Task statement:
Work out how many lines below contain the word "TikrscopeError". Only the number is wanted.

··· Data supplied

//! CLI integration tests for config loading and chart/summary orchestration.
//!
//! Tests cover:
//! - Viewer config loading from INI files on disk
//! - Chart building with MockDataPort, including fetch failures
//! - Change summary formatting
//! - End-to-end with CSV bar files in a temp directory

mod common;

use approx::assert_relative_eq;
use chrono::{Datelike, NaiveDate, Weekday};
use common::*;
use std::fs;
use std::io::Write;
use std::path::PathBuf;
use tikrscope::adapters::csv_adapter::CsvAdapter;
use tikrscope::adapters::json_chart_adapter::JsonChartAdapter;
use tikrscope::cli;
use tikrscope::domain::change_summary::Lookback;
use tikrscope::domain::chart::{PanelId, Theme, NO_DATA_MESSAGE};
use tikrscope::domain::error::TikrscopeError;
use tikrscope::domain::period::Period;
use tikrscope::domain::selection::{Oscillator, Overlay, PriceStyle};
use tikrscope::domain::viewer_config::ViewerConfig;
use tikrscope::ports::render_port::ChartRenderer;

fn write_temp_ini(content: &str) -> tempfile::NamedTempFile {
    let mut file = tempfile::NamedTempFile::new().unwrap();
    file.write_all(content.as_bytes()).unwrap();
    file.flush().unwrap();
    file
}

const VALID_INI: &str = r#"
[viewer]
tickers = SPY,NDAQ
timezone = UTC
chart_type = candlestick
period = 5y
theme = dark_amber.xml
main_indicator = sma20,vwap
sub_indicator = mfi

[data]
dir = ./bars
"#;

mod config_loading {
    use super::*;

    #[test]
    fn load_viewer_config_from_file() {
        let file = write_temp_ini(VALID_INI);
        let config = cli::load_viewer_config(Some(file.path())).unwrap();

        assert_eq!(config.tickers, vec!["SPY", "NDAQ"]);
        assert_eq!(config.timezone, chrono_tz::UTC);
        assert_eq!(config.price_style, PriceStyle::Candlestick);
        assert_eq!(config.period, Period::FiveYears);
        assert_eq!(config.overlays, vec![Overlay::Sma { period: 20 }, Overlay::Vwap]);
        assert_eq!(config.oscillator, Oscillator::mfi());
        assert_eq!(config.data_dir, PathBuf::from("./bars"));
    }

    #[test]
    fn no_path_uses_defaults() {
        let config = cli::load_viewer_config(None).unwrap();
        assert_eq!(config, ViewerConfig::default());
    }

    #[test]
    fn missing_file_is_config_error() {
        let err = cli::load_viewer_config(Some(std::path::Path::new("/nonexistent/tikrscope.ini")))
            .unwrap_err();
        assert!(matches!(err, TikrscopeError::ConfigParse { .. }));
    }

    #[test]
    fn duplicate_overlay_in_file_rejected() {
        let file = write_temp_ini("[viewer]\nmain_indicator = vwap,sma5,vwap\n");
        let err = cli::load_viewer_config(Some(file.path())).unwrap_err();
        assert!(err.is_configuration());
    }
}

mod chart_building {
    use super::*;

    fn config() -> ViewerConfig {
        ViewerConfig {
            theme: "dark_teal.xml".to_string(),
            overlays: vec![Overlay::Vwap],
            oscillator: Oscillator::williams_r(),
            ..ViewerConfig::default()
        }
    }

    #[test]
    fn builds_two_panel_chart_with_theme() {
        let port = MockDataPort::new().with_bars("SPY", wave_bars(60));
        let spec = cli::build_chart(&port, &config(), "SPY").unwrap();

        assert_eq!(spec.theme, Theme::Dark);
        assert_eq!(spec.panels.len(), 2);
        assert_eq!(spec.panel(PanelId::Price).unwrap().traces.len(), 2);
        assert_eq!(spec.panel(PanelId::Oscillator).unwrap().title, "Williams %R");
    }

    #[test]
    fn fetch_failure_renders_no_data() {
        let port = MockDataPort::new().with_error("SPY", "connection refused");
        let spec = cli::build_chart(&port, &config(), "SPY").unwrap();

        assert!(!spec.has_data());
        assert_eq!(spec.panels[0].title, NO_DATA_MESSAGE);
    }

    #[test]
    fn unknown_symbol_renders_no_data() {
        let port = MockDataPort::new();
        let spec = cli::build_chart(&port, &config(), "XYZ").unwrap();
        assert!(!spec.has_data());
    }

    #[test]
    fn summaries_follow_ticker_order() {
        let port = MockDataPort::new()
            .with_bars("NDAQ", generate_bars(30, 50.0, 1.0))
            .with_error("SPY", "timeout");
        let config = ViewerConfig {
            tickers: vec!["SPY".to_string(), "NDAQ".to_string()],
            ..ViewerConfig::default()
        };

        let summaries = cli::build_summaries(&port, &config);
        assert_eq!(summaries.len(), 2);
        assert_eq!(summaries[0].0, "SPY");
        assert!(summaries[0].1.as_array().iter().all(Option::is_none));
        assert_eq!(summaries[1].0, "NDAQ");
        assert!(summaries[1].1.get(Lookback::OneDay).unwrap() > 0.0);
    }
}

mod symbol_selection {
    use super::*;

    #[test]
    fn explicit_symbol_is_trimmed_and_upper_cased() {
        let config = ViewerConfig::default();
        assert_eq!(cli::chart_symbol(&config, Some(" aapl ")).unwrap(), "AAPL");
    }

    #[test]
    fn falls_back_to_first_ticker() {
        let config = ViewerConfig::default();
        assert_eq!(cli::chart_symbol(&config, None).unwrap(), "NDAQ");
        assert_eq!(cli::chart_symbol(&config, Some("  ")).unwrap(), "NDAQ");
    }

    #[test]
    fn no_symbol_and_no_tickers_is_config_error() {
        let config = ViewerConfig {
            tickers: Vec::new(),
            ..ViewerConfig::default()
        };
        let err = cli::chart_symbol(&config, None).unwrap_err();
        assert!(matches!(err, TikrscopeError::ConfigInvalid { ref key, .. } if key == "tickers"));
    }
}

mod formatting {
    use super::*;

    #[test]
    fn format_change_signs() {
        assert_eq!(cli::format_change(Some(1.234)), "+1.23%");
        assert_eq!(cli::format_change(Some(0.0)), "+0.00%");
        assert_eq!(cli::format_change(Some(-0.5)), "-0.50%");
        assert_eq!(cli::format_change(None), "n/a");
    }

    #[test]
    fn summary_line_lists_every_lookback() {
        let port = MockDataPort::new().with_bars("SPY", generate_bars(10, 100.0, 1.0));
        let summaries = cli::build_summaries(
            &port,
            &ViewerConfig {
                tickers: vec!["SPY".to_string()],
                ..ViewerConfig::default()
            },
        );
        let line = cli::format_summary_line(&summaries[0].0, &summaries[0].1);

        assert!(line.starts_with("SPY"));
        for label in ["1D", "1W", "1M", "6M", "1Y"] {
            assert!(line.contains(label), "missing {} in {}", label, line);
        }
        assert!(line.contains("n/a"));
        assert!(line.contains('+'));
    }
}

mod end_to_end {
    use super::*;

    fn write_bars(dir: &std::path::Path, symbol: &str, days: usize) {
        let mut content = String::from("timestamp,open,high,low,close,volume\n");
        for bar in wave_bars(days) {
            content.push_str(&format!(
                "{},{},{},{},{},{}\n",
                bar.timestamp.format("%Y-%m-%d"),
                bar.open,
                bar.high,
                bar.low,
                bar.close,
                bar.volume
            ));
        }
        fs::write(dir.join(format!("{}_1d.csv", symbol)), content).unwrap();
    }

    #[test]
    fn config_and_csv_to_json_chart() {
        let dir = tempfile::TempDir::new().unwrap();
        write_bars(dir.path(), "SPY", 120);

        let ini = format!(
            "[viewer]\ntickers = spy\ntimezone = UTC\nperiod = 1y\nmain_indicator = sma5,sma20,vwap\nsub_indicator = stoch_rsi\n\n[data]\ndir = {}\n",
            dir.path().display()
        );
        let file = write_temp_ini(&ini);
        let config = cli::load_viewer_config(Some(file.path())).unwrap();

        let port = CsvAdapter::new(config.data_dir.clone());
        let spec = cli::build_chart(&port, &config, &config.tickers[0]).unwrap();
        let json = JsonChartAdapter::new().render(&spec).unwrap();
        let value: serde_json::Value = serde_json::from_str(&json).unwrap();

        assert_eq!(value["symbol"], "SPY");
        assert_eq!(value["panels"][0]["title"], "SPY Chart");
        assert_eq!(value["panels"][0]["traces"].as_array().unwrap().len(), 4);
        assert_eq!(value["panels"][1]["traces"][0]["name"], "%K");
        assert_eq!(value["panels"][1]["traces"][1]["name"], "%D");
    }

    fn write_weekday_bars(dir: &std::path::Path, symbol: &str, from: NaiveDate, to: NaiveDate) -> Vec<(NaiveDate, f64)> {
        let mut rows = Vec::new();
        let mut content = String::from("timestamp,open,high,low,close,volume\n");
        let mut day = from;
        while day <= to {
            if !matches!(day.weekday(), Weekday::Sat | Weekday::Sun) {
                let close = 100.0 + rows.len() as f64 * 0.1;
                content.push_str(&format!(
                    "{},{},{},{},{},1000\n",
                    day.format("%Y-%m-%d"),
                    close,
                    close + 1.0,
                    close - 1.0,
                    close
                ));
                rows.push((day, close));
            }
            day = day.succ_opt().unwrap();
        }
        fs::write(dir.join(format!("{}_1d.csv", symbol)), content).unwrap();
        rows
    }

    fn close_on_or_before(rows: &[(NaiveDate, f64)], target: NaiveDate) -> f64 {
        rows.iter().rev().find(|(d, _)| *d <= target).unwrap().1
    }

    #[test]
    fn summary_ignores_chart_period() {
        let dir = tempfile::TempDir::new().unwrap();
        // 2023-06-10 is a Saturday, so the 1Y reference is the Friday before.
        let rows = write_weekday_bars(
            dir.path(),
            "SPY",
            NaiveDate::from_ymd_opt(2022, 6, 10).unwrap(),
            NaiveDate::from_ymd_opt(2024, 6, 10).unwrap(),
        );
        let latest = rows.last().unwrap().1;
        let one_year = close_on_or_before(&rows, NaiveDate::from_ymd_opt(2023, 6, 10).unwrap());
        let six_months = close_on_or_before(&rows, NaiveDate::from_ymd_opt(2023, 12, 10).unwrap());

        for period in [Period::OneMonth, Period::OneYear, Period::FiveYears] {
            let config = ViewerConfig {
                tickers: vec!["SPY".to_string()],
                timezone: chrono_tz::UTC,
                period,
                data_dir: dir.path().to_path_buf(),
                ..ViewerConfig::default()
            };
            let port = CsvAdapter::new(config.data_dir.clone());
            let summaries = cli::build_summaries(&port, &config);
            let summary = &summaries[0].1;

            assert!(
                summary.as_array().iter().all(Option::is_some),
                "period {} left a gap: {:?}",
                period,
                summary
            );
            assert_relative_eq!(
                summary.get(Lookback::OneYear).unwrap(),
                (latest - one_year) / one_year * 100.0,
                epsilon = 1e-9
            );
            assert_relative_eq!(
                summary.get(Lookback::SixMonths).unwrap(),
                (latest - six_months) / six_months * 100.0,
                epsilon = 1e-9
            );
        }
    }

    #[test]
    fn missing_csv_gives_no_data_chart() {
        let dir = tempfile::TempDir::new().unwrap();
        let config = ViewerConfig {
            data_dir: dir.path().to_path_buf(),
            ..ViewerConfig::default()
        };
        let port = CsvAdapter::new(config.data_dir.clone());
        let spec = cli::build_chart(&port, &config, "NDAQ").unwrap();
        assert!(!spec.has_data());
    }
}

······

Solution to the problem:
3